* Task instructions *
Each line of the data below that carries the word "received" needs to be copied.

* Input records *
- - - - - - -
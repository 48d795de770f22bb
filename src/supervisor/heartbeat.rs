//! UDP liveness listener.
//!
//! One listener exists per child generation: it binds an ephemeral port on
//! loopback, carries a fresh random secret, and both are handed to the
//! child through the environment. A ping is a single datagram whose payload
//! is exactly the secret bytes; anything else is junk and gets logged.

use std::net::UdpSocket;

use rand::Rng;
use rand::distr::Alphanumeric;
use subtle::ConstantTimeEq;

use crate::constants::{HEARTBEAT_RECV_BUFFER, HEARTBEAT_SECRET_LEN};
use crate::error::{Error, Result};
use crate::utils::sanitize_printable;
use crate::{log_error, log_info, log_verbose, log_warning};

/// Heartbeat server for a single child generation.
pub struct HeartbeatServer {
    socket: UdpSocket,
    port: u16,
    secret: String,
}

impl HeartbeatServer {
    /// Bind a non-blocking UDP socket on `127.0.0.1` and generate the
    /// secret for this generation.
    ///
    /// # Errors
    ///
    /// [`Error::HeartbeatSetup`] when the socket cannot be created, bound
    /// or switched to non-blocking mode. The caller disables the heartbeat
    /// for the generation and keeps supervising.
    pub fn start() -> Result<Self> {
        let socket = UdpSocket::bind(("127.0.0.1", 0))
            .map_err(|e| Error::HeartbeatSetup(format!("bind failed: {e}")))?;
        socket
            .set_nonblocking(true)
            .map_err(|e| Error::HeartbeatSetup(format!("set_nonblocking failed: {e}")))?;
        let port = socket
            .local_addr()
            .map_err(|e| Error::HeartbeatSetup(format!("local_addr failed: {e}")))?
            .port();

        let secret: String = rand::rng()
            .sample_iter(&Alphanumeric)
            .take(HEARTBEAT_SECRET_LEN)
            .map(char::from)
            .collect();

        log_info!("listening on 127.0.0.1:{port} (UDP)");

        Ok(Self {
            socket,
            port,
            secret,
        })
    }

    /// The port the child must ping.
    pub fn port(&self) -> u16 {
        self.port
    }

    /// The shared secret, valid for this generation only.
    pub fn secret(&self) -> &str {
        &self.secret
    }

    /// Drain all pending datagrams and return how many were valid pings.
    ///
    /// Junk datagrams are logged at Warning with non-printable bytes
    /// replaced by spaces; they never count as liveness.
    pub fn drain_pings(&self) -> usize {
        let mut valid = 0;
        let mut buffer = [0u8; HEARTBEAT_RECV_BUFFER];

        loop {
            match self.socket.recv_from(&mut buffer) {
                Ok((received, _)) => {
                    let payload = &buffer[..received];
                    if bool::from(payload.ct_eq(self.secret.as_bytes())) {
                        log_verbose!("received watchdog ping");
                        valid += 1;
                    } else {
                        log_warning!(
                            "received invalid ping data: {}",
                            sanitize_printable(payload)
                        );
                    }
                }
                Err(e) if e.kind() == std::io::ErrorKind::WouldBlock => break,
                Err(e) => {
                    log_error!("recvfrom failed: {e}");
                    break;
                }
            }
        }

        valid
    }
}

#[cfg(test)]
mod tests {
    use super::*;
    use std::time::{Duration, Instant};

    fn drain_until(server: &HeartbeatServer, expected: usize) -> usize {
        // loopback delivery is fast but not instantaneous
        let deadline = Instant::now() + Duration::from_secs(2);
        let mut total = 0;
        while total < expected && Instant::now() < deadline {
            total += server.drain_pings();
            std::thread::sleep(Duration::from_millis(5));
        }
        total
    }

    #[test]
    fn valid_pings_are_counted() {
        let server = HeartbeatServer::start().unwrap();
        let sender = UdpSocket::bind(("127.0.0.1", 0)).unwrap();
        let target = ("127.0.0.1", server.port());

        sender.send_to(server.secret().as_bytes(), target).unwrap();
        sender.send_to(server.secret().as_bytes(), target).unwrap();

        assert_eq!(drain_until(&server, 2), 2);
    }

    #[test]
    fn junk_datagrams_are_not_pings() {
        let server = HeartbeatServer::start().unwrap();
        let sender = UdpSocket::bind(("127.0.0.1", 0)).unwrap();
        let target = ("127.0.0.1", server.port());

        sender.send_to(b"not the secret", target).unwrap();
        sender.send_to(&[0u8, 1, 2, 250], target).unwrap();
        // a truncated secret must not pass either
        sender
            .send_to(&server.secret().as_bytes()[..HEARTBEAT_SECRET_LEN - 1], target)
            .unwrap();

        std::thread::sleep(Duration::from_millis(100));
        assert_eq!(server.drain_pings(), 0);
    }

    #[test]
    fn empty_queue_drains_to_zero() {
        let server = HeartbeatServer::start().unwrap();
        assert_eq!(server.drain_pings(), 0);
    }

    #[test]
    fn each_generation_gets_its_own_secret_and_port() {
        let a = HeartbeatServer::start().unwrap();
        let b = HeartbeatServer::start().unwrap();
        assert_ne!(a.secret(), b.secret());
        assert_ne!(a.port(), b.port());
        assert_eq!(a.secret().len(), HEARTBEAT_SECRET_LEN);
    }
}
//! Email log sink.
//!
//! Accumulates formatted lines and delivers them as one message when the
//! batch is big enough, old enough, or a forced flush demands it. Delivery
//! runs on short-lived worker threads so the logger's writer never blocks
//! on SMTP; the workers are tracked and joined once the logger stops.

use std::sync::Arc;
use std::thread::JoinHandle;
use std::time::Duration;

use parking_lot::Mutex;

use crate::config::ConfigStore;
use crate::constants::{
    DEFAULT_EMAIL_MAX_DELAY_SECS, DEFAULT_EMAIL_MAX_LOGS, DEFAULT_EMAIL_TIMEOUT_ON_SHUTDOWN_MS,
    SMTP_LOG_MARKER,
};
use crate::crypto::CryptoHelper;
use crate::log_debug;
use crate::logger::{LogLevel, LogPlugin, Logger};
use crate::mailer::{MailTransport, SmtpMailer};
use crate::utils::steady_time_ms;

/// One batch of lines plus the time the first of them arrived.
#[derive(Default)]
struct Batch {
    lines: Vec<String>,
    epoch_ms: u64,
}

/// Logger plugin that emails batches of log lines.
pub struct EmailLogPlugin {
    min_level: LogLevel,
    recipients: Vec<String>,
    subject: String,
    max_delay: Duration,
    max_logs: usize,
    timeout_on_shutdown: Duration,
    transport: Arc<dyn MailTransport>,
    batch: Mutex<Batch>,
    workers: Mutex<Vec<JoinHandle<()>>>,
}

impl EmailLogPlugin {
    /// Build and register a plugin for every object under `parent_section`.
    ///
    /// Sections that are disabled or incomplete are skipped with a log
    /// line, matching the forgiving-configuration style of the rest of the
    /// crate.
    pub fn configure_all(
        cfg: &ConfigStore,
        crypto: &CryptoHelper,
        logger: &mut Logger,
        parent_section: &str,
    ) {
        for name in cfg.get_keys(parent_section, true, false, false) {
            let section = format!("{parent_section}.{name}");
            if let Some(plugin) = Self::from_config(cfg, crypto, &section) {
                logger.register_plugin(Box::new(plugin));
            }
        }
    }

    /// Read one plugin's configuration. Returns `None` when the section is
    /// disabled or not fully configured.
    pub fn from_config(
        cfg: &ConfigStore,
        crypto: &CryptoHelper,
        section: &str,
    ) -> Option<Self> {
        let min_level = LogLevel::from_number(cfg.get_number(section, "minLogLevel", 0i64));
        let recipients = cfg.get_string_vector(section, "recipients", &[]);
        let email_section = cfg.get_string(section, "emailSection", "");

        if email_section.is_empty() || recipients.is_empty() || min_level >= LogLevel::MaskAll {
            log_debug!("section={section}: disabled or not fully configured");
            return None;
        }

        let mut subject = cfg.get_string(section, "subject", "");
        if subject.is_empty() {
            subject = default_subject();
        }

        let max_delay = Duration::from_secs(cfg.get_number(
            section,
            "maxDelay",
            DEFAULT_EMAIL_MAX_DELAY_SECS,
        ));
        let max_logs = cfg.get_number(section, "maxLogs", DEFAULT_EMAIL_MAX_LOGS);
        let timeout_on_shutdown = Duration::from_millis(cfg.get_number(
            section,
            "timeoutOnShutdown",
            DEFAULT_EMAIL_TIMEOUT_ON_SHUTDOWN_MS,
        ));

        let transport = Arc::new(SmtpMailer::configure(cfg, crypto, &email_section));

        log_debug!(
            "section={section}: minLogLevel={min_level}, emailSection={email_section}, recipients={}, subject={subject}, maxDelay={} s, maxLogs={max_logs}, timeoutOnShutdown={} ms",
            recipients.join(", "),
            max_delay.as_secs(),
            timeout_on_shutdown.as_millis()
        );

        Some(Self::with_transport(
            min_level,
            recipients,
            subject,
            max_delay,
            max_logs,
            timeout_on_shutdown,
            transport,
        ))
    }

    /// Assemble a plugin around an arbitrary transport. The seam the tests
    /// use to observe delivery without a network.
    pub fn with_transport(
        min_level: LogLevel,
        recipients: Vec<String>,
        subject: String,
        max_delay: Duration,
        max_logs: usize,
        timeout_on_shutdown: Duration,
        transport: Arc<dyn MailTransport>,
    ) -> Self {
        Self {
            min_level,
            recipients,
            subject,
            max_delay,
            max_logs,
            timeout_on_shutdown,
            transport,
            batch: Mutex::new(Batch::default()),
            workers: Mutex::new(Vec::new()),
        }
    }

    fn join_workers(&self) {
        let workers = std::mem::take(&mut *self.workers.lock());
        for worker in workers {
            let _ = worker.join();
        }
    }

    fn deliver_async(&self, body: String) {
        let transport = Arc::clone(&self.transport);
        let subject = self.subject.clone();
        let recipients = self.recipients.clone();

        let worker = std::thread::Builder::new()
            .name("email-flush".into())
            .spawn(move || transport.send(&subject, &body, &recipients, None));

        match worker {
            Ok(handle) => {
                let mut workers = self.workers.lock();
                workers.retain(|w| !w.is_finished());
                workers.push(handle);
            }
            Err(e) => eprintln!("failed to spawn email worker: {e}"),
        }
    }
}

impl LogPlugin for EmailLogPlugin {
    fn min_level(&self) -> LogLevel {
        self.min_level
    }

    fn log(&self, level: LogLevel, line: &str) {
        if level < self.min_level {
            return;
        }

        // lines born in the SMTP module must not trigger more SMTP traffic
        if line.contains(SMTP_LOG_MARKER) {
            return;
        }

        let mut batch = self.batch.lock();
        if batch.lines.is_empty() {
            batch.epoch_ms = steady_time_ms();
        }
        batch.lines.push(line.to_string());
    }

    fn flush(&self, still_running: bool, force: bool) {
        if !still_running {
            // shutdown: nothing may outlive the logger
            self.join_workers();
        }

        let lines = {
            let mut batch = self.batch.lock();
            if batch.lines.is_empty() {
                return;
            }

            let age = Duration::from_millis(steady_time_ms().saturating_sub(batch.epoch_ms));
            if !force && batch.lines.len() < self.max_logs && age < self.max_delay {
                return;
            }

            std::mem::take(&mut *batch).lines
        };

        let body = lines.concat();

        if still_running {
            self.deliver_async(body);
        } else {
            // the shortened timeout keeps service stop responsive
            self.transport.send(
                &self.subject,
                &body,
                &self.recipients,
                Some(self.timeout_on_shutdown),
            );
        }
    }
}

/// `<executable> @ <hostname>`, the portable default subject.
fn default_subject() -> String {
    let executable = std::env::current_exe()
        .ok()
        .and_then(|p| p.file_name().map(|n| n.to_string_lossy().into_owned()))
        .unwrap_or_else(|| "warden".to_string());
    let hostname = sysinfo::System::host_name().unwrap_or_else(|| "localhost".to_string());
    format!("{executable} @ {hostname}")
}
- - - - - - -
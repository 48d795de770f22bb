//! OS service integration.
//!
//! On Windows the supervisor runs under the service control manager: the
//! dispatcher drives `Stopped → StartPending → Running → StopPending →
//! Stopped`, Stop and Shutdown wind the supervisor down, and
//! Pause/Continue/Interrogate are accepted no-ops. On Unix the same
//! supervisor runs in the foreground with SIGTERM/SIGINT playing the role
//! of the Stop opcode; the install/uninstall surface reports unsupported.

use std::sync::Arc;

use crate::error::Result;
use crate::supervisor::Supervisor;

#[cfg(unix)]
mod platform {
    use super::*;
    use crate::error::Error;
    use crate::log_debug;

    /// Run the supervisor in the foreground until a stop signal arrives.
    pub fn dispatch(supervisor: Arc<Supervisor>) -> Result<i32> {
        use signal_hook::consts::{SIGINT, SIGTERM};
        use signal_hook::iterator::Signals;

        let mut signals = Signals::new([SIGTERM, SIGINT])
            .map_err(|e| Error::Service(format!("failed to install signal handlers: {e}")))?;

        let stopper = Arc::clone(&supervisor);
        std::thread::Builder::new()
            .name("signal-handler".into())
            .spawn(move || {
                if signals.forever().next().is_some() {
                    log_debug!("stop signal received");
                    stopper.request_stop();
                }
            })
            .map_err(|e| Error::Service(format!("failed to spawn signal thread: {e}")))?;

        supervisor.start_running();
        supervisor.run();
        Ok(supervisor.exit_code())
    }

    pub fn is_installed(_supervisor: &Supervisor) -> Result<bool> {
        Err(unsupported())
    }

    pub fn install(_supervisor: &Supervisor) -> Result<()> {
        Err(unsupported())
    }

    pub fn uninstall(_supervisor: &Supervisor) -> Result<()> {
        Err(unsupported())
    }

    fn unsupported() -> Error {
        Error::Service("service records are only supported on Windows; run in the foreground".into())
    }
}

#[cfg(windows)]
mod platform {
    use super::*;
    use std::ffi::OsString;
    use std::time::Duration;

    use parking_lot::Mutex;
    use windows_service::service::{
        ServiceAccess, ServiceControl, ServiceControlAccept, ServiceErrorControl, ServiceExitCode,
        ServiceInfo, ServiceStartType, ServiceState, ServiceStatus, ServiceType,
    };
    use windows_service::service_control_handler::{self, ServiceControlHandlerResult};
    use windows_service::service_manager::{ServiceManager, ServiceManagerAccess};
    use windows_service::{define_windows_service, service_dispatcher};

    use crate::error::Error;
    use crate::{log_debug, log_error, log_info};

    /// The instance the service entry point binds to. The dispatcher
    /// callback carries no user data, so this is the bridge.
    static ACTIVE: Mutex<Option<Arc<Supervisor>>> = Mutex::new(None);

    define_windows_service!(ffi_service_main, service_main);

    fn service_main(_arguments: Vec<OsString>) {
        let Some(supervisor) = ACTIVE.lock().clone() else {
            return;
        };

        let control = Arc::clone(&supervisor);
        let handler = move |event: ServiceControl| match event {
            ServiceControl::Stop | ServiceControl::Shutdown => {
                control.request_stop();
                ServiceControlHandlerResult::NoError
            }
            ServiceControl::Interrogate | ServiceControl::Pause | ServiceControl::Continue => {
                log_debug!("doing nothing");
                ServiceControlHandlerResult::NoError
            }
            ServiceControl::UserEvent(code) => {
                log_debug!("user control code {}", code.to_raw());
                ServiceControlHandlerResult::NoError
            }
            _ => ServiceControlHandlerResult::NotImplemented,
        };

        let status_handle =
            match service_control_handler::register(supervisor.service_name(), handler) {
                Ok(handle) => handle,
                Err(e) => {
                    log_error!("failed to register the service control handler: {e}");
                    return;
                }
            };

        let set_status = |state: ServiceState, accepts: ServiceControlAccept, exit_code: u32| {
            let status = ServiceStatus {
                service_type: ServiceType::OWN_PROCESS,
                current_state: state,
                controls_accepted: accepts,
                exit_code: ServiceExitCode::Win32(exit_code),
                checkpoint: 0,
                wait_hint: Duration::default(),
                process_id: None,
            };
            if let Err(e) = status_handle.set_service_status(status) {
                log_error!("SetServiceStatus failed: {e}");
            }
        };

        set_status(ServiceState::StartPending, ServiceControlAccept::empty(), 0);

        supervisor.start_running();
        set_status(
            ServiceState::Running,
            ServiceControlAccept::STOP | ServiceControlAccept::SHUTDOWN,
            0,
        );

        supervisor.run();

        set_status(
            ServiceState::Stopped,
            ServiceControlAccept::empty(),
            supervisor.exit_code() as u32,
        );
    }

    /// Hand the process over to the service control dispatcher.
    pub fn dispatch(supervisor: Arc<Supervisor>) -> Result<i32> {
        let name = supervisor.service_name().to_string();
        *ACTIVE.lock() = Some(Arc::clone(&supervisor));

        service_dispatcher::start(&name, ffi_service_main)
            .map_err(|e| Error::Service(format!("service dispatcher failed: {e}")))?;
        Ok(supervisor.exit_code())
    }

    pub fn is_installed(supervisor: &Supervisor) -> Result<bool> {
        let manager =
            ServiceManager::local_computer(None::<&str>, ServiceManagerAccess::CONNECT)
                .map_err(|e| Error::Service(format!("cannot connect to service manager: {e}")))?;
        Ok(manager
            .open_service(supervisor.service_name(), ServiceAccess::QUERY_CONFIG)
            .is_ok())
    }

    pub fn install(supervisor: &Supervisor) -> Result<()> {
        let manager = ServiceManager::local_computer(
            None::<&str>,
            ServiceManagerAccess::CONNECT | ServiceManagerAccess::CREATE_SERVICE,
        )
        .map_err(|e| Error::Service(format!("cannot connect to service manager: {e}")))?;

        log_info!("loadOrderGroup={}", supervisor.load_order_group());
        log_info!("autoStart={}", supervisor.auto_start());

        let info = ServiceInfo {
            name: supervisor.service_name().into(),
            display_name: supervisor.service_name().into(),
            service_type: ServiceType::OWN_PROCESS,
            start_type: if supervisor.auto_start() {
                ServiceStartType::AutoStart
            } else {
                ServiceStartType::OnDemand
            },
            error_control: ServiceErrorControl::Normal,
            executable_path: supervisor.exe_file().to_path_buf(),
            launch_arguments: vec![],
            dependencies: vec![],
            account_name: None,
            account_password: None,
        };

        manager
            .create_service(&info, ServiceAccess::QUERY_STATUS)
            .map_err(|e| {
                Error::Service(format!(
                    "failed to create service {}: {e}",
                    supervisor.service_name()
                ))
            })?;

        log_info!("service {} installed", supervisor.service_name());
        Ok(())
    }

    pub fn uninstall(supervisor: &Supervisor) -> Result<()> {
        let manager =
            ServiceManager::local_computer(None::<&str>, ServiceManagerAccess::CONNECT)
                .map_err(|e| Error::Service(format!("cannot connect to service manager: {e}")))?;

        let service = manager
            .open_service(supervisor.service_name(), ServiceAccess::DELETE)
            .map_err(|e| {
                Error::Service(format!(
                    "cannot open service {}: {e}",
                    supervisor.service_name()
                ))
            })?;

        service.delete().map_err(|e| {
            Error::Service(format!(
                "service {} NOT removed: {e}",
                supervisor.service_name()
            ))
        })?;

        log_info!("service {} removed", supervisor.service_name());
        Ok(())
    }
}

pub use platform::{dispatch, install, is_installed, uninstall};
- - - - - - -
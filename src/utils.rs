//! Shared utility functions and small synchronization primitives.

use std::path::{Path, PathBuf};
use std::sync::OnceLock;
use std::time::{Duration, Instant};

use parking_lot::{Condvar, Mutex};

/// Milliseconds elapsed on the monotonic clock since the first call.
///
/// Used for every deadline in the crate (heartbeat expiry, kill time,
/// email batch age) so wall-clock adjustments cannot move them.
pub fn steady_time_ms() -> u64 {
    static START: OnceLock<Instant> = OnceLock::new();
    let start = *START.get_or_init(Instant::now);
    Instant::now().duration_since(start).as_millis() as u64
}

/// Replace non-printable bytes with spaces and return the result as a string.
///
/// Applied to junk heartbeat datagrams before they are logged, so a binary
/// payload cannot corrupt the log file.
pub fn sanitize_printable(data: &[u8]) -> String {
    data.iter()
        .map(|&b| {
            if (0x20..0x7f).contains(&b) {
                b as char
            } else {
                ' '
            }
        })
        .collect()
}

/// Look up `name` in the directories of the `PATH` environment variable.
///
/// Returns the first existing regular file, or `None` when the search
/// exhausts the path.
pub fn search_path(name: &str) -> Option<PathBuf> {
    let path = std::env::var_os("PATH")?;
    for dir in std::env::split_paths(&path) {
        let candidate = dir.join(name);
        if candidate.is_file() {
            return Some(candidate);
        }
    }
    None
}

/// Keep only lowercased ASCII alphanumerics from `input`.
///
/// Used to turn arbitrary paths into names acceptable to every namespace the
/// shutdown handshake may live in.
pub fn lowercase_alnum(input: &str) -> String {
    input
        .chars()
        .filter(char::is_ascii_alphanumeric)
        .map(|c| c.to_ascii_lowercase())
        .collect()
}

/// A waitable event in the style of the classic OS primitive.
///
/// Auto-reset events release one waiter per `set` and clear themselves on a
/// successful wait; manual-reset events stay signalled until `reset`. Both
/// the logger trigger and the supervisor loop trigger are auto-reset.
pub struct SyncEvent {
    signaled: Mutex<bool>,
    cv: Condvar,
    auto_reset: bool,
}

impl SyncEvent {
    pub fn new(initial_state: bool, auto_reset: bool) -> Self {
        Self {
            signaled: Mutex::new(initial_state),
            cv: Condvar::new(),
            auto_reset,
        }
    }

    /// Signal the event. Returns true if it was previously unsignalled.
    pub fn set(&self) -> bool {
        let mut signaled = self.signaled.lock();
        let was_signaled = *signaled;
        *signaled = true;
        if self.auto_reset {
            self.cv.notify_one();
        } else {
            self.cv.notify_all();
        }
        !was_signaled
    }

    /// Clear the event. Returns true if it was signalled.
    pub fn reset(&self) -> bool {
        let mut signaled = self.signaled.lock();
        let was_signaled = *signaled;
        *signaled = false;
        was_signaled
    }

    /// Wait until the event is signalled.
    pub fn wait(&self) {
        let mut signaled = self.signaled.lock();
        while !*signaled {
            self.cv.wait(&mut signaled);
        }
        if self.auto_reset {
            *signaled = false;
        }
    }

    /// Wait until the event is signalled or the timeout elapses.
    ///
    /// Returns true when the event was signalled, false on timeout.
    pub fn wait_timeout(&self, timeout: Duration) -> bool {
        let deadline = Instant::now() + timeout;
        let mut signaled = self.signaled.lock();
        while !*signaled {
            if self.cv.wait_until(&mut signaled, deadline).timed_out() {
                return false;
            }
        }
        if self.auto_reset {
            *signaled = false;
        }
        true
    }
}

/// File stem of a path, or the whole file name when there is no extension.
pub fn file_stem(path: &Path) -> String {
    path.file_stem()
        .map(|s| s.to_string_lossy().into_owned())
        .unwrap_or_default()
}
- - - - - - -
* Output for this task *
                Ok((received, _)) => {
                    let payload = &buffer[..received];
                        log_verbose!("received watchdog ping");
                            "received invalid ping data: {}",
                    log_debug!("stop signal received");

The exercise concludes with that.